Dr Melas Nikolaos Vascular & Endovascular Surgeon MD, MSc, PhD

melasnikos@aggeioxeirourgos.gr
Phone 2310 232025, 6948599187
Military Doctor - Associate in 1st department of Surgery - Aristotle University of Thessaloniki, Greece - Associate in Interbalcan Medical Center

A thoracic aortic aneurysm is an aortic aneurysm that presents primarily in the thorax. It is less common than an abdominal aortic aneurysm. However, a syphilitic aneurysm is more likely to be a thoracic aortic aneurysm than an abdominal aortic aneurysm.

Epidemiology

Each year in the United States, some 45,000 people die from diseases of the aorta and its branches. Acute aortic dissection, a life-threatening event due to a tear in the aortic wall, affects 5 to 10 patients per million population each year, most often men between the ages of 50 and 70; of those that occur in women younger than 40, nearly half arise during pregnancy. The majority of these deaths occur as a result of complications of thoracic aneurysmal disease.

 

Causes

Atherosclerosis is the principal cause of descending aortic aneurysms, while aneurysms of the aortic arch may be due to dissection, atherosclerosis or inflammation. It can be also caused by blunt injury. The diagnosis of thoracic aortic aneurysm usually involves patients in the 6th and 7th decades of life. Aneurysms in patients younger than 40 usually involve the ascending aorta due to a weakening of the aortic wall associated with connective tissue disorders like the Marfan and Ehler-Danlos syndromes or congenital bicuspid aortic valve. Younger patients may develop aortic aneurysms of the thoracoabdominal aorta after an aortic dissection.

 

Risk factors

Hypertension and cigarette smoking are the most important risk factors, though the importance of genetic factors has been increasingly recognized. Approximately 10% of patients may have other family members who have aortic aneurysms. It is also important to note that individuals with a history of aneurysms in other parts of the body have a higher chance of developing a thoracic aortic aneurysm.

 

Screening

Guidelines were issued in March 2010 for early detection of thoracic aortic disease, by the American College of Cardiology, the American Heart Association, and other groups. Among the recommendations:

  • First-degree relatives of people with thoracic aortic aneurysm or dissection should have aortic imaging to identify asymptomatic disease.
  • People with symptoms suggestive of thoracic aortic dissection should be routinely evaluated “to establish a pretest risk of disease that can then be used to guide diagnostic decisions.”
  • People diagnosed with Marfan syndrome should immediately have an echocardiogram to measure the aorta, and followed up 6 months later to check for aortic enlargement.

 

Treatment

The size cut off for aortic aneurysm is crucial to its treatment. A thoracic aorta greater than 4.5 cm is defined as aneurysmal, while a size greater than 6 cm is the distinction for treatment, which can be either endovascular or surgical, with the former reserved for pathology at the descending aorta.

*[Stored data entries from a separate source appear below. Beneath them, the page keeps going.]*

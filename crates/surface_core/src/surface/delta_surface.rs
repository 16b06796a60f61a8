//! Delta × expiry volatility surface built from raw quotes.

use super::observations::{aggregate_levels, first_appearance_axis};
use super::VolatilitySurface;
use crate::math::interpolators::TensorSplineInterpolator;
use crate::surface::error::SurfaceError;

/// Volatility surface on a delta × expiry grid.
///
/// Stores the two axis sequences and the volatility grid and answers
/// σ(delta, expiry) queries through the tensor-product constrained
/// spline: one pass along the delta axis per expiry slice, then one pass
/// along the expiry axis over the per-slice results. Queries outside the
/// measured spans clamp to the boundary profile.
///
/// # Grid Layout
///
/// The grid is organised as `vols[expiry_idx][delta_idx]`:
/// - Rows correspond to expiry slices
/// - Columns correspond to deltas within each slice
///
/// Axis order is the order of first appearance in the source quotes, not
/// sorted order; the interval search of the underlying spline expects the
/// caller to have supplied an increasing ordering.
///
/// # Example
///
/// ```
/// use surface_core::surface::{DeltaVolSurface, VolatilitySurface};
///
/// let deltas = [0.05, 0.1];
/// let expiries = [1.0, 2.0];
/// let vols = vec![
///     vec![0.3, 0.6],  // 1Y slice
///     vec![0.5, 0.1],  // 2Y slice
/// ];
///
/// let surface = DeltaVolSurface::new(&deltas, &expiries, vols).unwrap();
/// let vol = surface.volatility(0.075, 1.5).unwrap();
/// assert!((vol - 0.375).abs() < 1e-12);
/// ```
#[derive(Debug, Clone)]
pub struct DeltaVolSurface {
    /// Delta axis in first-appearance order
    deltas: Vec<f64>,
    /// Expiry axis in first-appearance order
    expiries: Vec<f64>,
    /// Volatility grid: `vols[expiry_idx][delta_idx]`
    vols: Vec<Vec<f64>>,
}

impl DeltaVolSurface {
    /// Construct a surface from pre-materialized grid data.
    ///
    /// # Arguments
    ///
    /// * `deltas` - Delta axis (at least 2 distinct points)
    /// * `expiries` - Expiry axis (at least 2 distinct points)
    /// * `vols` - Volatility grid: `vols[expiry_idx][delta_idx]`
    ///
    /// # Returns
    ///
    /// * `Ok(DeltaVolSurface)` - Successfully constructed surface
    /// * `Err(SurfaceError::InsufficientData)` - Fewer than 2 points on an
    ///   axis, or grid dimensions that do not match the axes
    ///
    /// # Example
    ///
    /// ```
    /// use surface_core::surface::DeltaVolSurface;
    ///
    /// let surface = DeltaVolSurface::new(
    ///     &[0.25, 0.5, 0.75],
    ///     &[0.5, 1.0],
    ///     vec![vec![0.11, 0.10, 0.11], vec![0.12, 0.11, 0.12]],
    /// )
    /// .unwrap();
    /// ```
    pub fn new(
        deltas: &[f64],
        expiries: &[f64],
        vols: Vec<Vec<f64>>,
    ) -> Result<Self, SurfaceError> {
        if deltas.len() < 2 {
            return Err(SurfaceError::InsufficientData {
                got: deltas.len(),
                need: 2,
            });
        }
        if expiries.len() < 2 {
            return Err(SurfaceError::InsufficientData {
                got: expiries.len(),
                need: 2,
            });
        }

        if vols.len() != expiries.len() {
            return Err(SurfaceError::InsufficientData {
                got: vols.len(),
                need: expiries.len(),
            });
        }
        for row in &vols {
            if row.len() != deltas.len() {
                return Err(SurfaceError::InsufficientData {
                    got: row.len(),
                    need: deltas.len(),
                });
            }
        }

        Ok(Self {
            deltas: deltas.to_vec(),
            expiries: expiries.to_vec(),
            vols,
        })
    }

    /// Build a surface from raw parallel quote arrays.
    ///
    /// Quotes with a blank expiry or delta are excluded from aggregation,
    /// but both axes are derived over the *raw* arrays in first-appearance
    /// order, so a coordinate seen only on an otherwise-blank row still
    /// occupies an axis position. Duplicate `(expiry, delta)` pairs sum
    /// their levels; grid cells with no quote are filled with `0.0`.
    ///
    /// # Arguments
    ///
    /// * `expiries` - Raw expiry column, blanks as `None`
    /// * `deltas` - Raw delta column, blanks as `None`
    /// * `vols` - Raw level column, parallel to the coordinate columns
    ///
    /// # Returns
    ///
    /// * `Ok(DeltaVolSurface)` - Materialized surface
    /// * `Err(SurfaceError::InvalidInput)` - Mismatched column lengths
    /// * `Err(SurfaceError::InsufficientData)` - Fewer than 2 distinct
    ///   points on a derived axis
    ///
    /// # Example
    ///
    /// ```
    /// use surface_core::surface::DeltaVolSurface;
    ///
    /// let expiries = [Some(1.0), Some(2.0), Some(1.0), Some(2.0)];
    /// let deltas = [Some(0.05), Some(0.05), Some(0.1), Some(0.1)];
    /// let vols = [0.3, 0.5, 0.6, 0.1];
    ///
    /// let surface = DeltaVolSurface::from_quotes(&expiries, &deltas, &vols).unwrap();
    /// assert_eq!(surface.expiries(), &[1.0, 2.0]);
    /// assert_eq!(surface.deltas(), &[0.05, 0.1]);
    /// ```
    pub fn from_quotes(
        expiries: &[Option<f64>],
        deltas: &[Option<f64>],
        vols: &[f64],
    ) -> Result<Self, SurfaceError> {
        if expiries.len() != deltas.len() || expiries.len() != vols.len() {
            return Err(SurfaceError::InvalidInput(format!(
                "quote columns must have same length: got {}, {} and {}",
                expiries.len(),
                deltas.len(),
                vols.len()
            )));
        }

        let levels = aggregate_levels(expiries, deltas, vols);
        let expiry_axis = first_appearance_axis(expiries);
        let delta_axis = first_appearance_axis(deltas);

        let grid: Vec<Vec<f64>> = expiry_axis
            .iter()
            .map(|t| {
                delta_axis
                    .iter()
                    .map(|d| {
                        levels
                            .get(&(t.to_bits(), d.to_bits()))
                            .copied()
                            .unwrap_or(0.0)
                    })
                    .collect()
            })
            .collect();

        Self::new(&delta_axis, &expiry_axis, grid)
    }

    /// Returns the delta axis in first-appearance order.
    #[inline]
    pub fn deltas(&self) -> &[f64] {
        &self.deltas
    }

    /// Returns the expiry axis in first-appearance order.
    #[inline]
    pub fn expiries(&self) -> &[f64] {
        &self.expiries
    }

    /// Returns the volatility grid, `vols[expiry_idx][delta_idx]`.
    #[inline]
    pub fn vols(&self) -> &[Vec<f64>] {
        &self.vols
    }
}

impl VolatilitySurface<f64> for DeltaVolSurface {
    /// Return the implied volatility for the given delta and expiry.
    ///
    /// Composes the tensor-product constrained spline over the grid:
    /// delta pass per expiry slice, then the expiry pass over the
    /// per-slice results. Out-of-range coordinates clamp to the boundary
    /// profile instead of erroring.
    ///
    /// # Arguments
    ///
    /// * `delta` - Option delta coordinate
    /// * `expiry` - Time to expiry in years
    ///
    /// # Returns
    ///
    /// * `Ok(sigma)` - Interpolated (or clamped boundary) volatility
    /// * `Err(SurfaceError::Interpolation)` - Degenerate grid data at the
    ///   evaluated interval
    fn volatility(&self, delta: f64, expiry: f64) -> Result<f64, SurfaceError> {
        // Tensor layout: xs = expiries (rows), ys = deltas (columns).
        let interp = TensorSplineInterpolator::new(&self.expiries, &self.deltas, &self.vols)?;
        let vol = interp.interpolate(expiry, delta)?;
        Ok(vol)
    }

    /// Return the measured delta span.
    #[inline]
    fn delta_domain(&self) -> (f64, f64) {
        (self.deltas[0], self.deltas[self.deltas.len() - 1])
    }

    /// Return the measured expiry span.
    #[inline]
    fn expiry_domain(&self) -> (f64, f64) {
        (self.expiries[0], self.expiries[self.expiries.len() - 1])
    }
}

#[cfg(test)]
mod tests {
    use super::*;
    use approx::assert_relative_eq;

    fn quote_columns() -> (Vec<Option<f64>>, Vec<Option<f64>>, Vec<f64>) {
        (
            vec![Some(1.0), Some(2.0), Some(1.0), Some(2.0)],
            vec![Some(0.05), Some(0.05), Some(0.1), Some(0.1)],
            vec![0.3, 0.5, 0.6, 0.1],
        )
    }

    // ========================================
    // Construction Tests
    // ========================================

    #[test]
    fn test_new_valid() {
        let surface = DeltaVolSurface::new(
            &[0.05, 0.1],
            &[1.0, 2.0],
            vec![vec![0.3, 0.6], vec![0.5, 0.1]],
        )
        .unwrap();
        assert_eq!(surface.delta_domain(), (0.05, 0.1));
        assert_eq!(surface.expiry_domain(), (1.0, 2.0));
    }

    #[test]
    fn test_new_insufficient_deltas() {
        let result = DeltaVolSurface::new(&[0.05], &[1.0, 2.0], vec![vec![0.3], vec![0.5]]);
        match result.unwrap_err() {
            SurfaceError::InsufficientData { got, need } => {
                assert_eq!(got, 1);
                assert_eq!(need, 2);
            }
            _ => panic!("Expected InsufficientData error"),
        }
    }

    #[test]
    fn test_new_insufficient_expiries() {
        let result = DeltaVolSurface::new(&[0.05, 0.1], &[1.0], vec![vec![0.3, 0.6]]);
        assert!(result.is_err());
    }

    #[test]
    fn test_new_grid_dimension_mismatch() {
        let result =
            DeltaVolSurface::new(&[0.05, 0.1], &[1.0, 2.0], vec![vec![0.3, 0.6]]);
        assert!(result.is_err());

        let result = DeltaVolSurface::new(
            &[0.05, 0.1],
            &[1.0, 2.0],
            vec![vec![0.3], vec![0.5, 0.1]],
        );
        assert!(result.is_err());
    }

    // ========================================
    // Quote Ingestion Tests
    // ========================================

    #[test]
    fn test_from_quotes_axes_in_first_appearance_order() {
        let expiries = [Some(2.0), Some(1.0), Some(2.0), Some(1.0)];
        let deltas = [Some(0.1), Some(0.1), Some(0.05), Some(0.05)];
        let vols = [0.1, 0.6, 0.5, 0.3];
        let surface = DeltaVolSurface::from_quotes(&expiries, &deltas, &vols).unwrap();
        assert_eq!(surface.expiries(), &[2.0, 1.0]);
        assert_eq!(surface.deltas(), &[0.1, 0.05]);
    }

    #[test]
    fn test_from_quotes_duplicate_cells_sum() {
        let expiries = [Some(1.0), Some(1.0), Some(2.0), Some(1.0), Some(2.0)];
        let deltas = [Some(0.05), Some(0.05), Some(0.05), Some(0.1), Some(0.1)];
        let vols = [0.2, 0.1, 0.5, 0.6, 0.1];
        let surface = DeltaVolSurface::from_quotes(&expiries, &deltas, &vols).unwrap();
        // Cell (1.0, 0.05) holds 0.2 + 0.1.
        assert_relative_eq!(surface.vols()[0][0], 0.3, epsilon = 1e-15);
    }

    #[test]
    fn test_from_quotes_zero_fills_missing_cells() {
        // Only 3 of the 4 cells are quoted.
        let expiries = [Some(1.0), Some(2.0), Some(1.0)];
        let deltas = [Some(0.05), Some(0.05), Some(0.1)];
        let vols = [0.3, 0.5, 0.6];
        let surface = DeltaVolSurface::from_quotes(&expiries, &deltas, &vols).unwrap();
        assert_eq!(surface.vols()[1][1], 0.0);
    }

    #[test]
    fn test_from_quotes_blank_row_still_feeds_axis() {
        // The second quote has a blank delta: it is skipped by
        // aggregation, yet its expiry 3.0 still claims an axis slot and
        // its row is entirely zero-filled.
        let expiries = [Some(1.0), Some(3.0), Some(2.0), Some(1.0), Some(2.0)];
        let deltas = [Some(0.05), None, Some(0.05), Some(0.1), Some(0.1)];
        let vols = [0.3, 9.9, 0.5, 0.6, 0.1];
        let surface = DeltaVolSurface::from_quotes(&expiries, &deltas, &vols).unwrap();
        assert_eq!(surface.expiries(), &[1.0, 3.0, 2.0]);
        assert_eq!(surface.vols()[1], vec![0.0, 0.0]);
    }

    #[test]
    fn test_from_quotes_column_length_mismatch() {
        let result =
            DeltaVolSurface::from_quotes(&[Some(1.0)], &[Some(0.05), Some(0.1)], &[0.3]);
        assert!(matches!(
            result.unwrap_err(),
            SurfaceError::InvalidInput(_)
        ));
    }

    #[test]
    fn test_from_quotes_single_axis_point_rejected() {
        let expiries = [Some(1.0), Some(1.0)];
        let deltas = [Some(0.05), Some(0.1)];
        let vols = [0.3, 0.6];
        let result = DeltaVolSurface::from_quotes(&expiries, &deltas, &vols);
        assert!(matches!(
            result.unwrap_err(),
            SurfaceError::InsufficientData { got: 1, need: 2 }
        ));
    }

    // ========================================
    // Lookup Tests
    // ========================================

    #[test]
    fn test_volatility_at_grid_points() {
        let (expiries, deltas, vols) = quote_columns();
        let surface = DeltaVolSurface::from_quotes(&expiries, &deltas, &vols).unwrap();
        assert_relative_eq!(surface.volatility(0.05, 1.0).unwrap(), 0.3, epsilon = 1e-14);
        assert_relative_eq!(surface.volatility(0.05, 2.0).unwrap(), 0.5, epsilon = 1e-14);
        assert_relative_eq!(surface.volatility(0.1, 1.0).unwrap(), 0.6, epsilon = 1e-14);
        assert_relative_eq!(surface.volatility(0.1, 2.0).unwrap(), 0.1, epsilon = 1e-14);
    }

    #[test]
    fn test_volatility_interpolated_center() {
        let (expiries, deltas, vols) = quote_columns();
        let surface = DeltaVolSurface::from_quotes(&expiries, &deltas, &vols).unwrap();
        let vol = surface.volatility(0.075, 1.5).unwrap();
        assert_relative_eq!(vol, 0.375, epsilon = 1e-12);
    }

    #[test]
    fn test_volatility_clamps_beyond_measured_span() {
        let (expiries, deltas, vols) = quote_columns();
        let surface = DeltaVolSurface::from_quotes(&expiries, &deltas, &vols).unwrap();
        // Beyond the last expiry: the 2Y slice, interpolated in delta.
        let vol = surface.volatility(0.075, 2.5).unwrap();
        assert_relative_eq!(vol, 0.3, epsilon = 1e-12);
        // Below the first delta and expiry: the (1Y, 0.05) corner.
        let vol = surface.volatility(0.01, 0.5).unwrap();
        assert_relative_eq!(vol, 0.3, epsilon = 1e-12);
    }

    #[test]
    fn test_volatility_degenerate_axis_surfaces_error() {
        // Duplicate expiry knots make the expiry pass non-monotonic for a
        // 3-row grid.
        let surface = DeltaVolSurface::new(
            &[0.05, 0.1],
            &[1.0, 1.0, 2.0],
            vec![vec![0.3, 0.6], vec![0.4, 0.2], vec![0.5, 0.1]],
        )
        .unwrap();
        let result = surface.volatility(0.075, 1.5);
        assert!(matches!(
            result.unwrap_err(),
            SurfaceError::Interpolation(_)
        ));
    }
}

Indication for surgery may depend upon the size of the aneurysm. Aneurysms in the ascending aorta may require surgery at a smaller size than aneurysms in the descending aorta

 

Complications

The principal causes of death due to thoracic aneurysmal disease is rupture. Once rupture occurs, the mortality rate is 50–80%, and most deaths in patients with the Marfan syndrome are the result of aortic disease.